Problem statement
Search the records below for "self.backend.release(handle)". Return that line and all remaining lines exactly.

---------- Given entries ----------

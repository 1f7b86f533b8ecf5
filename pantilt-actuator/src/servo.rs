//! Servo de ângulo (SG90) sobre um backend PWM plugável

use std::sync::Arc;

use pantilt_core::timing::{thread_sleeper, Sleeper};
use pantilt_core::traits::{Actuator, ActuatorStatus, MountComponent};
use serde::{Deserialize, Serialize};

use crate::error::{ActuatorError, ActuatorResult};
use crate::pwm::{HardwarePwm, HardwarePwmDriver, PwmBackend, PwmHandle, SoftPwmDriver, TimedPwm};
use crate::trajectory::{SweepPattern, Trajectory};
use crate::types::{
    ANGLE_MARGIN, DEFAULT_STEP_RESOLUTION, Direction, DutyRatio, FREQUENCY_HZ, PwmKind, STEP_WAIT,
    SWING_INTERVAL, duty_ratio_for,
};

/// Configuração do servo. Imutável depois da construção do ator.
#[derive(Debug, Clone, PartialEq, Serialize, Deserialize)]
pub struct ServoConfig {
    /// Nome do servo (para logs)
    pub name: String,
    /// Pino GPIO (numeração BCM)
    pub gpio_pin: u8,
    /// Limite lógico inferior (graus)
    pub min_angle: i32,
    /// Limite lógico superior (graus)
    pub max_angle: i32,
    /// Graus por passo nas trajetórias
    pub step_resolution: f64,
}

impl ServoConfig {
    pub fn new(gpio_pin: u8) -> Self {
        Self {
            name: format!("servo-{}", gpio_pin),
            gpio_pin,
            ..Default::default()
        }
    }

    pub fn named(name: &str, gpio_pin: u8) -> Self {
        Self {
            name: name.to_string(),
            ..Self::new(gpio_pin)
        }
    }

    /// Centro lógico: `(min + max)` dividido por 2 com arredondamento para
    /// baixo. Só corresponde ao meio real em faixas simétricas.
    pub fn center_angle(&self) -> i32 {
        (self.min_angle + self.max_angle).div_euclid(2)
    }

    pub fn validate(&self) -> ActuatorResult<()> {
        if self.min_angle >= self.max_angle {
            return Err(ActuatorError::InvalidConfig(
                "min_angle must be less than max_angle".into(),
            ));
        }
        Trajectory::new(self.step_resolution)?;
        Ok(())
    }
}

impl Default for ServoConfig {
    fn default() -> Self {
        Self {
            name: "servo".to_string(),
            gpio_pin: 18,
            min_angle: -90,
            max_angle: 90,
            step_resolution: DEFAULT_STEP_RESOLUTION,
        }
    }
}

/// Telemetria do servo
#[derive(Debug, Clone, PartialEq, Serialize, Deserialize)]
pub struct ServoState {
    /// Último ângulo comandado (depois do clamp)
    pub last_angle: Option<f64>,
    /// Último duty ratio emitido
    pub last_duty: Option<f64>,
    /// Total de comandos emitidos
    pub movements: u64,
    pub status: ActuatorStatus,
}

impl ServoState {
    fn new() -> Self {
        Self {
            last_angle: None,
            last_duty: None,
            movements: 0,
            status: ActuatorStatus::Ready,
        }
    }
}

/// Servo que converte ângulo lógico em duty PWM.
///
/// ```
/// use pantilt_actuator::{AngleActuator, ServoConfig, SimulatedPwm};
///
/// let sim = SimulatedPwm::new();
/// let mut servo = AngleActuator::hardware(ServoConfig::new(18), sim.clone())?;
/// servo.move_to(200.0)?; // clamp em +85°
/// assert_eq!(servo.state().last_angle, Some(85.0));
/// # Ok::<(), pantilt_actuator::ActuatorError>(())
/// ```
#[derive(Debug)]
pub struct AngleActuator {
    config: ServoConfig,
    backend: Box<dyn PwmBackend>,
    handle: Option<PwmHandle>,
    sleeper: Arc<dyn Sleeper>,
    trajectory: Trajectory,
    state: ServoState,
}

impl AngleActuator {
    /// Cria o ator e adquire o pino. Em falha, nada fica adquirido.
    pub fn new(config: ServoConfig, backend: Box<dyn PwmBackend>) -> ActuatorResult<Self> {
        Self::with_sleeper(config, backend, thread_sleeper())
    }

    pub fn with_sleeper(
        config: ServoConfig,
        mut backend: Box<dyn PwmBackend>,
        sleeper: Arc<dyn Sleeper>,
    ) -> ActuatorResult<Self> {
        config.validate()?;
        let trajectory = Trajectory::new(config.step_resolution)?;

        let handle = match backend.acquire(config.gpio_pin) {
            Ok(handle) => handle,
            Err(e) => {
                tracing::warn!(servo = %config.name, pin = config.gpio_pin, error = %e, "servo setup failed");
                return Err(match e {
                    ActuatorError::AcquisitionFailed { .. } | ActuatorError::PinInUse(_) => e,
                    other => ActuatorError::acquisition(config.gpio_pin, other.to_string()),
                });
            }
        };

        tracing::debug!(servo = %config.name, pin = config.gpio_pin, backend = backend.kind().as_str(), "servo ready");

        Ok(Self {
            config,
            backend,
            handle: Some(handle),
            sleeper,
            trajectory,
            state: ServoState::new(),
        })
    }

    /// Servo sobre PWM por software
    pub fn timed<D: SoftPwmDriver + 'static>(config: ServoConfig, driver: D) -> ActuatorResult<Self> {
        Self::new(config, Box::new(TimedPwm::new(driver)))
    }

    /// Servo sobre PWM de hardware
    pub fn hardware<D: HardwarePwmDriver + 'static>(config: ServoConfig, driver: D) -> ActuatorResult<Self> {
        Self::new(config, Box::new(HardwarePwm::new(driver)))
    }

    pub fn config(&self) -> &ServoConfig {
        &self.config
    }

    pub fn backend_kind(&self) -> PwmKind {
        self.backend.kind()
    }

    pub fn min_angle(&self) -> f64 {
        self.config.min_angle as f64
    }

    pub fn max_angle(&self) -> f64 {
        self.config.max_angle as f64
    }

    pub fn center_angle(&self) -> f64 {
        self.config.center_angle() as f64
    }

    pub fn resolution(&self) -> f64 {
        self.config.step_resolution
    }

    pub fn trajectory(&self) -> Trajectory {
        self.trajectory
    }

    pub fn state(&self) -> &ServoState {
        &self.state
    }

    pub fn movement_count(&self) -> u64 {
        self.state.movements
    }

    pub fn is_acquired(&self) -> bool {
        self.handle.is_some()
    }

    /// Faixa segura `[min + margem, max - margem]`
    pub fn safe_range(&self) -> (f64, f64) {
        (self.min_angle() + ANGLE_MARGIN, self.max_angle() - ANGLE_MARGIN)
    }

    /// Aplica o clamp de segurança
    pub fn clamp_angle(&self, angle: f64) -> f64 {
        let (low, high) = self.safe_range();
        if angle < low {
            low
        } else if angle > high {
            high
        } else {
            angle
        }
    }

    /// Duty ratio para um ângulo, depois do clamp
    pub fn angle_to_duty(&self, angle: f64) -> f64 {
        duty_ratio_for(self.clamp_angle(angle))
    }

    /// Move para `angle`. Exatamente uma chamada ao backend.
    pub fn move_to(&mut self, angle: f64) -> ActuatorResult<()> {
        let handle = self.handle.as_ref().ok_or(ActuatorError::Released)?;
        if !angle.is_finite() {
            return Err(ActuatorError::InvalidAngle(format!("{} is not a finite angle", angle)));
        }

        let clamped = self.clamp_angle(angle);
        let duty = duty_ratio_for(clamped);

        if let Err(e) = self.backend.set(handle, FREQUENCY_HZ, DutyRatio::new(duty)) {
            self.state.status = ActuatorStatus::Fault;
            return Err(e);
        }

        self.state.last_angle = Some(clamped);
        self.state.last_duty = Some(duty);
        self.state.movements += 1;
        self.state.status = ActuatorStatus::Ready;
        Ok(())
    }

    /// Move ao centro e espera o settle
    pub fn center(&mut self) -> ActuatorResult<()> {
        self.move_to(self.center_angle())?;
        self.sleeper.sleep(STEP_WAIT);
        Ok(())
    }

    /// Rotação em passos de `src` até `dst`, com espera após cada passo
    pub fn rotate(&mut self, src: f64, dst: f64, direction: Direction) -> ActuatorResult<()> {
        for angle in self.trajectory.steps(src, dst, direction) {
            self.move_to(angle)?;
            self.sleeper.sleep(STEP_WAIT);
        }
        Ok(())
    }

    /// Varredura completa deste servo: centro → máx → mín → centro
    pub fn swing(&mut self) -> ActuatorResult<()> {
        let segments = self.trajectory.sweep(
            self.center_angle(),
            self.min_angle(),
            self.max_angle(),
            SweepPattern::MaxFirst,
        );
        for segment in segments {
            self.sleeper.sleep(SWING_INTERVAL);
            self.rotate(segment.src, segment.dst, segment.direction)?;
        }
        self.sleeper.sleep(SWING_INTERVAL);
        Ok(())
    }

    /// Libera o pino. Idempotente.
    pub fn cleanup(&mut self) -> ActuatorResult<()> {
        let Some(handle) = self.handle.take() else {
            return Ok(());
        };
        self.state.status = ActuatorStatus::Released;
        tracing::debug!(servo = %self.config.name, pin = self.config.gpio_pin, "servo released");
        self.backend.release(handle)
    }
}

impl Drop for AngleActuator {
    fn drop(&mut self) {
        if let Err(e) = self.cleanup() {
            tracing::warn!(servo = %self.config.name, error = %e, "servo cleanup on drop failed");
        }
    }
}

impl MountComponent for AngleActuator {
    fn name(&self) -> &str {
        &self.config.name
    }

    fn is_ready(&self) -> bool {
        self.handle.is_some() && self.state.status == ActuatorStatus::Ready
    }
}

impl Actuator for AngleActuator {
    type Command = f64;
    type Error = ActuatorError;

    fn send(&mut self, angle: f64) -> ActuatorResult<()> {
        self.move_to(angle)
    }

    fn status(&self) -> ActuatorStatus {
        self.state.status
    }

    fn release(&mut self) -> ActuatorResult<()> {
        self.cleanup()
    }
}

----------

Answer box
        self.backend.release(handle)
    }
}

impl Drop for AngleActuator {
    fn drop(&mut self) {
        if let Err(e) = self.cleanup() {
            tracing::warn!(servo = %self.config.name, error = %e, "servo cleanup on drop failed");
        }
    }
}

impl MountComponent for AngleActuator {
    fn name(&self) -> &str {
        &self.config.name
    }

    fn is_ready(&self) -> bool {
        self.handle.is_some() && self.state.status == ActuatorStatus::Ready
    }
}

impl Actuator for AngleActuator {
    type Command = f64;
    type Error = ActuatorError;

    fn send(&mut self, angle: f64) -> ActuatorResult<()> {
        self.move_to(angle)
    }

    fn status(&self) -> ActuatorStatus {
        self.state.status
    }

    fn release(&mut self) -> ActuatorResult<()> {
        self.cleanup()
    }
}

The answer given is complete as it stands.